C'est donc vers elle que je me tourne, peut-être inconsciemment pour gagner du temps avant que l'un de mes loups ne me lance quelques piques acerbes. Et vu la situation, je ne pourrais que les encaisser et pas y répondre.

- Maï, au niveau des averses prévues cette semaine sur le Mont Adams, qu'en est-il ?

- La météo est restée telle qu'annoncée. Les averses ont cessé il y a deux jours. Le terrain devrait être suffisamment praticable demain comme prévu.

Demain. Quand je vois la tension entre nous en ce moment, je me demande comment nous pourrions mener à bien cette mission aussi tôt. Et pourtant, nous n'avons pas le choix. Une raison de plus qui me fait prendre conscience de mes conneries. Je viens de mettre en péril notre mission, à jouer au con, comme ils disent.
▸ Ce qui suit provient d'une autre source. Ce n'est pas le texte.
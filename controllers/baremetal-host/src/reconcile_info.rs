//! Per-reconcile context.
//!
//! Handlers never talk to the Kubernetes API. They work on a private copy of
//! the host and record everything the controller has to apply afterwards:
//! status changes, annotations to drop, finalizer removal and events.

use crate::action_result::ActionResult;
use crds::{
    BareMetalHost, BareMetalHostStatus, CredentialsStatus, ErrorType, OperationalStatus,
    REBOOT_ANNOTATION_PREFIX, RebootAnnotationArguments, RebootMode,
};
use std::collections::BTreeSet;
use tracing::info;

/// An event to publish on the host once status is saved
#[derive(Debug, Clone, PartialEq, Eq)]
pub struct HostEvent {
    pub reason: String,
    pub message: String,
    pub warning: bool,
}

#[derive(Debug)]
pub struct ReconcileInfo {
    /// Working copy of the host for spec and metadata
    pub host: BareMetalHost,
    /// Status as it will be written back when the result is dirty
    pub status: BareMetalHostStatus,
    /// Fingerprint of the credentials Secret in use, if any
    pub credentials: Option<CredentialsStatus>,
    pub events: Vec<HostEvent>,
    /// Annotations handlers consumed
    pub removed_annotations: BTreeSet<String>,
    /// Set once deletion is complete
    pub finalizer_removed: bool,
}

impl ReconcileInfo {
    pub fn new(host: BareMetalHost, credentials: Option<CredentialsStatus>) -> Self {
        Self {
            status: host.status_or_default(),
            host,
            credentials,
            events: Vec::new(),
            removed_annotations: BTreeSet::new(),
            finalizer_removed: false,
        }
    }

    pub fn publish_event(&mut self, reason: &str, message: impl Into<String>) {
        self.events.push(HostEvent {
            reason: reason.to_string(),
            message: message.into(),
            warning: false,
        });
    }

    fn publish_warning(&mut self, reason: &str, message: impl Into<String>) {
        self.events.push(HostEvent {
            reason: reason.to_string(),
            message: message.into(),
            warning: true,
        });
    }

    /// Set the operational status, reporting whether it changed.
    pub fn set_operational_status(&mut self, status: OperationalStatus) -> bool {
        let current = &mut self.status.operational_status;
        if *current == status {
            return false;
        }
        *current = status;
        true
    }

    /// Drop any recorded error and set `status`.
    pub fn clear_error_with_status(&mut self, status: OperationalStatus) -> bool {
        let mut dirty = self.set_operational_status(status);
        if self.status.error_type.take().is_some() {
            dirty = true;
        }
        if !self.status.error_message.is_empty() {
            self.status.error_message.clear();
            dirty = true;
        }
        dirty
    }

    /// Drop any recorded error and go back to OK.
    pub fn clear_error(&mut self) -> bool {
        self.clear_error_with_status(OperationalStatus::Ok)
    }

    /// Record a backend-reported failure on the host and emit its event.
    pub fn record_action_failure(&mut self, error_type: ErrorType, message: &str) -> ActionResult {
        let status = &mut self.status;
        status.operational_status = OperationalStatus::Error;
        status.error_type = Some(error_type);
        status.error_message = message.to_string();
        status.error_count += 1;
        let error_count = status.error_count;

        self.publish_warning(error_type.event_reason(), message);

        ActionResult::Failed {
            dirty: true,
            error_type,
            error_count,
        }
    }

    /// Mark the host as waiting for backend capacity.
    pub fn record_action_delayed(&mut self) -> ActionResult {
        self.set_operational_status(OperationalStatus::Delayed);
        ActionResult::Delayed
    }

    pub fn error_type(&self) -> Option<ErrorType> {
        self.status.error_type
    }

    pub fn has_error_type(&self, error_type: ErrorType) -> bool {
        self.error_type() == Some(error_type)
    }

    /// Remove an annotation from the working copy and remember to drop it.
    pub fn remove_annotation(&mut self, key: &str) -> bool {
        let removed = self
            .host
            .metadata
            .annotations
            .as_mut()
            .is_some_and(|a| a.remove(key).is_some());
        if removed {
            self.removed_annotations.insert(key.to_string());
        }
        removed
    }

    /// Reboot annotations currently on the host.
    fn reboot_annotations(&self) -> Vec<(String, String)> {
        self.host
            .metadata
            .annotations
            .iter()
            .flatten()
            .filter(|(key, _)| is_reboot_annotation(key))
            .map(|(key, value)| (key.clone(), value.clone()))
            .collect()
    }

    /// Whether a reboot was requested and in which mode.
    ///
    /// With `expect_force`, only annotations asking for a forced reboot
    /// count. A hard request from any client wins over soft ones.
    pub fn reboot_requested(&mut self, expect_force: bool) -> (bool, RebootMode) {
        let mut requested = false;
        let mut mode = RebootMode::Soft;

        for (_, value) in self.reboot_annotations() {
            let args = self.reboot_arguments(&value);
            if expect_force && !args.force {
                continue;
            }
            requested = true;
            if args.mode == RebootMode::Hard {
                mode = RebootMode::Hard;
            }
        }
        (requested, mode)
    }

    fn reboot_arguments(&mut self, value: &str) -> RebootAnnotationArguments {
        if value.is_empty() {
            info!("No reboot annotation value specified, assuming soft-reboot.");
            return RebootAnnotationArguments::default();
        }
        serde_json::from_str(value).unwrap_or_else(|_| {
            info!("Could not parse reboot annotation ({:?}) - invalid json, assuming soft-reboot", value);
            self.publish_event(
                "InvalidAnnotationValue",
                format!("could not parse reboot annotation ({value}) - invalid json, assuming soft-reboot"),
            );
            RebootAnnotationArguments::default()
        })
    }

    /// Remove every reboot annotation.
    pub fn clear_reboot_annotations(&mut self) -> bool {
        let mut dirty = false;
        for (key, _) in self.reboot_annotations() {
            dirty |= self.remove_annotation(&key);
        }
        dirty
    }
}

/// True for `reboot.<group>` and `reboot.<group>/<suffix>`.
pub fn is_reboot_annotation(key: &str) -> bool {
    key == REBOOT_ANNOTATION_PREFIX
        || key
            .strip_prefix(REBOOT_ANNOTATION_PREFIX)
            .is_some_and(|rest| rest.starts_with('/'))
}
Et pourtant j'ai eu l'occasion de l'éviter. Arman a essayé de me prévenir, hier. Et plusieurs fois les loups ont tenté de me faire comprendre les choses. Mais il aura fallu attendre le dernier moment pour que je me rende compte de tout ce que j'ai pu faire de travers.

Il va falloir apaiser les choses, et vite. Mais je sais que ça ne fonctionnera que d'une seule façon. Je dois d'abord calmer la dominante. Et vu l'incroyable puissance noire qui se dégage de son corps, je vais dans un premier temps en prendre pour mon grade. Je suppose qu'on peut dire que je l'ai mérité.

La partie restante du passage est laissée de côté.